### What you need to do:
Transcribe the listing below exactly, leaving nothing out.

### Data provided:
──────────

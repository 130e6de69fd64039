use anyhow::{Context, Result, bail};
use std::sync::Arc;
use std::time::{Duration, Instant};
use tokio::fs::File;
use tokio::io::AsyncReadExt;
use tokio::sync::mpsc;
use tracing::{Instrument, debug, error, info, info_span, warn};

use crate::adapters;
use crate::config::FlashConfig;
use crate::core::destination::{Chunk, Destination, DestinationError, WriteStream};
use crate::core::multi::{MultiDestination, MultiVerifyEvent, WriteEvent, WriteSession};
use crate::core::progress::DestinationId;
use crate::core::verifier::Expected;
use crate::logging::LogThrottle;

/// Outcome of a complete flash run.
#[derive(Debug, Clone, PartialEq, Eq)]
pub struct FlashReport {
    pub bytes_written: u64,
    /// Digest of the source image, computed while it was streamed.
    pub checksum: String,
    /// Destinations that were written (and verified, if enabled).
    pub succeeded: Vec<String>,
    pub failed: Vec<String>,
}

/// Writes one image to every configured destination, then verifies them.
pub struct Orchestrator {
    config: FlashConfig,
}

impl Orchestrator {
    pub fn new(config: FlashConfig) -> Self {
        Self { config }
    }

    pub async fn run(&self) -> Result<FlashReport> {
        self.config.validate()?;
        let destinations = adapters::get_destinations(
            &self.config.destinations,
            self.config.simulation,
            self.config.sync_on_finish,
        );
        self.flash(destinations).await
    }

    /// Flash the configured image to `destinations`.
    pub async fn flash(&self, destinations: Vec<Arc<dyn Destination>>) -> Result<FlashReport> {
        let span = info_span!("flash", image = %self.config.image.display());

        async {
            let start_time = Instant::now();
            let multi = MultiDestination::with_options(destinations, self.config.session_options())?;
            multi.open_all().await;

            let WriteSession { mut stream, events } = multi.write_session().await;
            let monitor = tokio::spawn(log_write_events(events).in_current_span());

            let copied = self.copy_image(&mut stream).await;
            let finished = stream.finish().await;
            monitor.await.context("Write event monitor panicked")?;

            let (bytes_written, checksum) = match (copied, finished) {
                (Ok(copied), Ok(())) => copied,
                (Err(e), _) => {
                    multi.close_all().await;
                    return Err(e);
                }
                (Ok(_), Err(e)) => {
                    multi.close_all().await;
                    bail!("Write failed on every destination: {e}");
                }
            };
            info!(
                bytes_written,
                checksum = %checksum,
                elapsed_ms = start_time.elapsed().as_millis() as u64,
                "Image written"
            );

            if self.config.verify {
                let expected = Expected::Checksum {
                    algorithm: self.config.checksum_algorithm,
                    digest: checksum.clone(),
                };
                let session = multi
                    .create_verifier(expected, Some(bytes_written))
                    .await
                    .run()
                    .await;
                log_verify_events(session.events).await;
            }

            multi.close_all().await;

            let succeeded = names(multi.active_destinations().await);
            let failed = names(multi.errored_destinations().await);
            info!(
                succeeded = succeeded.len(),
                failed = failed.len(),
                elapsed_ms = start_time.elapsed().as_millis() as u64,
                "Flash complete"
            );

            Ok(FlashReport {
                bytes_written,
                checksum,
                succeeded,
                failed,
            })
        }
        .instrument(span)
        .await
    }

    /// Stream the image into `stream`, hashing it on the way.
    async fn copy_image(&self, stream: &mut dyn WriteStream<Chunk>) -> Result<(u64, String)> {
        let image = &self.config.image;
        let mut file = File::open(image)
            .await
            .with_context(|| format!("Failed to open image {}", image.display()))?;

        let mut hasher = self.config.checksum_algorithm.hasher();
        let mut buffer = vec![0u8; self.config.chunk_size];
        let mut bytes: u64 = 0;
        let throttle = LogThrottle::new(Duration::from_secs(1));

        loop {
            let n = file
                .read(&mut buffer)
                .await
                .with_context(|| format!("Failed to read image {}", image.display()))?;
            if n == 0 {
                break;
            }

            hasher.update(&buffer[..n]);
            match stream.write(Chunk::from(&buffer[..n])).await {
                Ok(()) => {}
                Err(DestinationError::StreamClosed) => {
                    warn!(bytes, "No destination is accepting data, stopping");
                    break;
                }
                Err(e) => return Err(e.into()),
            }
            bytes += n as u64;

            if throttle.should_log() {
                debug!(bytes, "Read image");
            }
        }

        Ok((bytes, hasher.finalize_hex()))
    }
}

fn names(destinations: Vec<(DestinationId, Arc<dyn Destination>)>) -> Vec<String> {
    destinations
        .into_iter()
        .map(|(_, d)| d.name().to_string())
        .collect()
}

async fn log_write_events(mut events: mpsc::UnboundedReceiver<WriteEvent>) {
    while let Some(event) = events.recv().await {
        match event {
            WriteEvent::Progress(progress) => {
                info!(position = progress.position, "Write progress")
            }
            WriteEvent::Fail(e) => {
                warn!(destination = e.name(), id = %e.id, error = %e.error, "Destination failed")
            }
            WriteEvent::Done => info!("All remaining destinations written"),
            WriteEvent::AllFailed => error!("Every destination failed"),
        }
    }
}

async fn log_verify_events(mut events: mpsc::UnboundedReceiver<MultiVerifyEvent>) {
    while let Some(event) = events.recv().await {
        match event {
            MultiVerifyEvent::Progress(progress) => {
                info!(bytes = progress.bytes, total = ?progress.total, "Verify progress")
            }
            MultiVerifyEvent::Error(e) => {
                warn!(destination = e.name(), id = %e.id, error = %e.error, "Verification failed")
            }
            MultiVerifyEvent::Finish => info!("Verification finished"),
        }
    }
}
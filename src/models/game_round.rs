use chrono::{DateTime, Utc};
use serde::{Deserialize, Serialize};
use sqlx;

/// One round of "guess a property of a drawn problem". The problem fields
/// are a snapshot taken from the archive when the round starts and never
/// change afterwards.
#[derive(sqlx::FromRow, Serialize, Deserialize, Debug, Clone)]
#[serde(rename_all = "camelCase")]
pub struct GameRound {
    pub id: i64,
    pub room_id: i64,

    pub problem_id: String,
    pub problem_name: String,
    pub problem_tags: Vec<String>,
    pub problem_rating: i32,
    pub problem_solved_count: i64,
    pub actual_pass_rate: f64,

    pub game_mode: String,
    pub penalty_coefficient: f64,

    pub status: String,
    pub started_at: DateTime<Utc>,
    pub settled_at: Option<DateTime<Utc>>,
}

──────────

### Exercise output:
repository 130e6de69fd64039
use anyhow::{Context, Result, bail};
use std::sync::Arc;
use std::time::{Duration, Instant};
use tokio::fs::File;
use tokio::io::AsyncReadExt;
use tokio::sync::mpsc;
use tracing::{Instrument, debug, error, info, info_span, warn};

use crate::adapters;
use crate::config::FlashConfig;
use crate::core::destination::{Chunk, Destination, DestinationError, WriteStream};
use crate::core::multi::{MultiDestination, MultiVerifyEvent, WriteEvent, WriteSession};
use crate::core::progress::DestinationId;
use crate::core::verifier::Expected;
use crate::logging::LogThrottle;

/// Outcome of a complete flash run.
#[derive(Debug, Clone, PartialEq, Eq)]
pub struct FlashReport {
    pub bytes_written: u64,
    /// Digest of the source image, computed while it was streamed.
    pub checksum: String,
    /// Destinations that were written (and verified, if enabled).
    pub succeeded: Vec<String>,
    pub failed: Vec<String>,
}

/// Writes one image to every configured destination, then verifies them.
pub struct Orchestrator {
    config: FlashConfig,
}

impl Orchestrator {
    pub fn new(config: FlashConfig) -> Self {
        Self { config }
    }

    pub async fn run(&self) -> Result<FlashReport> {
        self.config.validate()?;
        let destinations = adapters::get_destinations(
            &self.config.destinations,
            self.config.simulation,
            self.config.sync_on_finish,
        );
        self.flash(destinations).await
    }

    /// Flash the configured image to `destinations`.
    pub async fn flash(&self, destinations: Vec<Arc<dyn Destination>>) -> Result<FlashReport> {
        let span = info_span!("flash", image = %self.config.image.display());

        async {
            let start_time = Instant::now();
            let multi = MultiDestination::with_options(destinations, self.config.session_options())?;
            multi.open_all().await;

            let WriteSession { mut stream, events } = multi.write_session().await;
            let monitor = tokio::spawn(log_write_events(events).in_current_span());

            let copied = self.copy_image(&mut stream).await;
            let finished = stream.finish().await;
            monitor.await.context("Write event monitor panicked")?;

            let (bytes_written, checksum) = match (copied, finished) {
                (Ok(copied), Ok(())) => copied,
                (Err(e), _) => {
                    multi.close_all().await;
                    return Err(e);
                }
                (Ok(_), Err(e)) => {
                    multi.close_all().await;
                    bail!("Write failed on every destination: {e}");
                }
            };
            info!(
                bytes_written,
                checksum = %checksum,
                elapsed_ms = start_time.elapsed().as_millis() as u64,
                "Image written"
            );

            if self.config.verify {
                let expected = Expected::Checksum {
                    algorithm: self.config.checksum_algorithm,
                    digest: checksum.clone(),
                };
                let session = multi
                    .create_verifier(expected, Some(bytes_written))
                    .await
                    .run()
                    .await;
                log_verify_events(session.events).await;
            }

            multi.close_all().await;

            let succeeded = names(multi.active_destinations().await);
            let failed = names(multi.errored_destinations().await);
            info!(
                succeeded = succeeded.len(),
                failed = failed.len(),
                elapsed_ms = start_time.elapsed().as_millis() as u64,
                "Flash complete"
            );

            Ok(FlashReport {
                bytes_written,
                checksum,
                succeeded,
                failed,
            })
        }
        .instrument(span)
        .await
    }

    /// Stream the image into `stream`, hashing it on the way.
    async fn copy_image(&self, stream: &mut dyn WriteStream<Chunk>) -> Result<(u64, String)> {
        let image = &self.config.image;
        let mut file = File::open(image)
            .await
            .with_context(|| format!("Failed to open image {}", image.display()))?;

        let mut hasher = self.config.checksum_algorithm.hasher();
        let mut buffer = vec![0u8; self.config.chunk_size];
        let mut bytes: u64 = 0;
        let throttle = LogThrottle::new(Duration::from_secs(1));

        loop {
            let n = file
                .read(&mut buffer)
                .await
                .with_context(|| format!("Failed to read image {}", image.display()))?;
            if n == 0 {
                break;
            }

            hasher.update(&buffer[..n]);
            match stream.write(Chunk::from(&buffer[..n])).await {
                Ok(()) => {}
                Err(DestinationError::StreamClosed) => {
                    warn!(bytes, "No destination is accepting data, stopping");
                    break;
                }
                Err(e) => return Err(e.into()),
            }
            bytes += n as u64;

            if throttle.should_log() {
                debug!(bytes, "Read image");
            }
        }

        Ok((bytes, hasher.finalize_hex()))
    }
}

fn names(destinations: Vec<(DestinationId, Arc<dyn Destination>)>) -> Vec<String> {
    destinations
        .into_iter()
        .map(|(_, d)| d.name().to_string())
        .collect()
}

async fn log_write_events(mut events: mpsc::UnboundedReceiver<WriteEvent>) {
    while let Some(event) = events.recv().await {
        match event {
            WriteEvent::Progress(progress) => {
                info!(position = progress.position, "Write progress")
            }
            WriteEvent::Fail(e) => {
                warn!(destination = e.name(), id = %e.id, error = %e.error, "Destination failed")
            }
            WriteEvent::Done => info!("All remaining destinations written"),
            WriteEvent::AllFailed => error!("Every destination failed"),
        }
    }
}

async fn log_verify_events(mut events: mpsc::UnboundedReceiver<MultiVerifyEvent>) {
    while let Some(event) = events.recv().await {
        match event {
            MultiVerifyEvent::Progress(progress) => {
                info!(bytes = progress.bytes, total = ?progress.total, "Verify progress")
            }
            MultiVerifyEvent::Error(e) => {
                warn!(destination = e.name(), id = %e.id, error = %e.error, "Verification failed")
            }
            MultiVerifyEvent::Finish => info!("Verification finished"),
        }
    }
}
filename src/models/game_round.rs
use chrono::{DateTime, Utc};
use serde::{Deserialize, Serialize};
use sqlx;

/// One round of "guess a property of a drawn problem". The problem fields
/// are a snapshot taken from the archive when the round starts and never
/// change afterwards.
#[derive(sqlx::FromRow, Serialize, Deserialize, Debug, Clone)]
#[serde(rename_all = "camelCase")]
pub struct GameRound {
    pub id: i64,
    pub room_id: i64,

    pub problem_id: String,
    pub problem_name: String,
    pub problem_tags: Vec<String>,
    pub problem_rating: i32,
    pub problem_solved_count: i64,
    pub actual_pass_rate: f64,

    pub game_mode: String,
    pub penalty_coefficient: f64,

    pub status: String,
    pub started_at: DateTime<Utc>,
    pub settled_at: Option<DateTime<Utc>>,
}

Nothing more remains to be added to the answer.